Technology in Funds of Knowledge
Benefits of technology use/ Possible areas for extended use of technology
CHILD A
N/A
Child A could benefit in the use of technology, particularly whilst reading stories. The child focuses heavily on interesting pictures to gain their attention, so through the use of an e-reader/iPad/computer, the child might find themselves more interested in reading. The use of a SmartBoard or an interactive writing tool of some kind may also aid in Child A's interest in writing as it may be more appealing to write on the computer board than just paper.
CHILD B
Playstation 2, X-Box 360 DS Computer TV
Child B has access to numerous forms of technology, mostly gaming consoles of some kind, but would never the less enhance their ability to be creative.
CHILD C
XBOX, Mobile Phones, iPad, Computer
Child C was also exposed to various forms of technology, therefore contributing to their funds of knowledge.
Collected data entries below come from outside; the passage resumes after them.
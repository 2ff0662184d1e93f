pub mod connection_context;
pub mod reply_dispatcher;
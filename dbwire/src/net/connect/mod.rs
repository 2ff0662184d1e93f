pub mod correlation_id;
pub mod random_correlation_id_generator;
pub mod sequential_correlation_id_generator;
pub mod error;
A form of technology that would be particularly useful for this child, would be their ability to use a mobile phone (if they are in trouble and need help etc..)
CHILD D
Playstation, Computer, Wii, iPhone, Search engines eg. Google
Child D has quite a high exposure to technology and is quite competent to find out new information using the resources at hand. Due to their competencies in computer work they are able to use different tools to publish and present their work (both at home and school).
CHILD E
N/A
Child A has a learning difficulty called Dyspraxia which affects her speech and fine motor skills. The use of technology e.g. a computer, may greatly increase Child E's ability to express what they are feeling, have access to a wide variety of information through the use of the internet along with engaging in activities based on their interests.


It can be seen that technology is an important part of some of the student's funds of knowledge, but is not yet present in some of their funds of knowledge. The lack of exposure may be due to age, or lack of opportunity or they may have just forgotten to mention it at the time. Literacy skills are very important to use all of these forms of technology, particularly picture/word recognition, so as time goes on students are given varied opportunities to experience new things.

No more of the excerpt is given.